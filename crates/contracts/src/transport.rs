//! FrameTransport trait - Transport adapter abstraction
//!
//! The engine is transport-agnostic: it only needs atomic delivery of a
//! (metadata, data) pair, blocking or non-blocking.

use crate::{ContractError, RawFrame};

/// Established subscription delivering two-part frames.
///
/// # Example
///
/// ```ignore
/// let mut transport = connector.connect("inproc://daq")?;
/// while let Ok(Some(frame)) = transport.try_recv() {
///     println!("{} data bytes", frame.data.len());
/// }
/// ```
pub trait FrameTransport: Send {
    /// Address the transport is connected to
    fn endpoint(&self) -> &str;

    /// Non-blocking receive
    ///
    /// Returns `Ok(None)` when nothing is queued.
    fn try_recv(&mut self) -> Result<Option<RawFrame>, ContractError>;

    /// Blocking receive, waits indefinitely for the next frame
    fn recv_blocking(&mut self) -> Result<RawFrame, ContractError>;
}

/// Factory for transports, addressed by a connection string.
pub trait TransportConnector {
    type Transport: FrameTransport;

    /// Connect to an endpoint
    ///
    /// # Errors
    /// Returns `ContractError::TransportConnect` if the address is unreachable.
    fn connect(&self, address: &str) -> Result<Self::Transport, ContractError>;
}

impl<T: FrameTransport + ?Sized> FrameTransport for Box<T> {
    fn endpoint(&self) -> &str {
        (**self).endpoint()
    }

    fn try_recv(&mut self) -> Result<Option<RawFrame>, ContractError> {
        (**self).try_recv()
    }

    fn recv_blocking(&mut self) -> Result<RawFrame, ContractError> {
        (**self).recv_blocking()
    }
}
***
## PROMPT
For this exercise, set down all of the entries again word for word.

## RESULT OF THE EXERCISE
filename crates/contracts/src/transport.rs
//! FrameTransport trait - Transport adapter abstraction
//!
//! The engine is transport-agnostic: it only needs atomic delivery of a
//! (metadata, data) pair, blocking or non-blocking.

use crate::{ContractError, RawFrame};

/// Established subscription delivering two-part frames.
///
/// # Example
///
/// ```ignore
/// let mut transport = connector.connect("inproc://daq")?;
/// while let Ok(Some(frame)) = transport.try_recv() {
///     println!("{} data bytes", frame.data.len());
/// }
/// ```
pub trait FrameTransport: Send {
    /// Address the transport is connected to
    fn endpoint(&self) -> &str;

    /// Non-blocking receive
    ///
    /// Returns `Ok(None)` when nothing is queued.
    fn try_recv(&mut self) -> Result<Option<RawFrame>, ContractError>;

    /// Blocking receive, waits indefinitely for the next frame
    fn recv_blocking(&mut self) -> Result<RawFrame, ContractError>;
}

/// Factory for transports, addressed by a connection string.
pub trait TransportConnector {
    type Transport: FrameTransport;

    /// Connect to an endpoint
    ///
    /// # Errors
    /// Returns `ContractError::TransportConnect` if the address is unreachable.
    fn connect(&self, address: &str) -> Result<Self::Transport, ContractError>;
}

impl<T: FrameTransport + ?Sized> FrameTransport for Box<T> {
    fn endpoint(&self) -> &str {
        (**self).endpoint()
    }

    fn try_recv(&mut self) -> Result<Option<RawFrame>, ContractError> {
        (**self).try_recv()
    }

    fn recv_blocking(&mut self) -> Result<RawFrame, ContractError> {
        (**self).recv_blocking()
    }
}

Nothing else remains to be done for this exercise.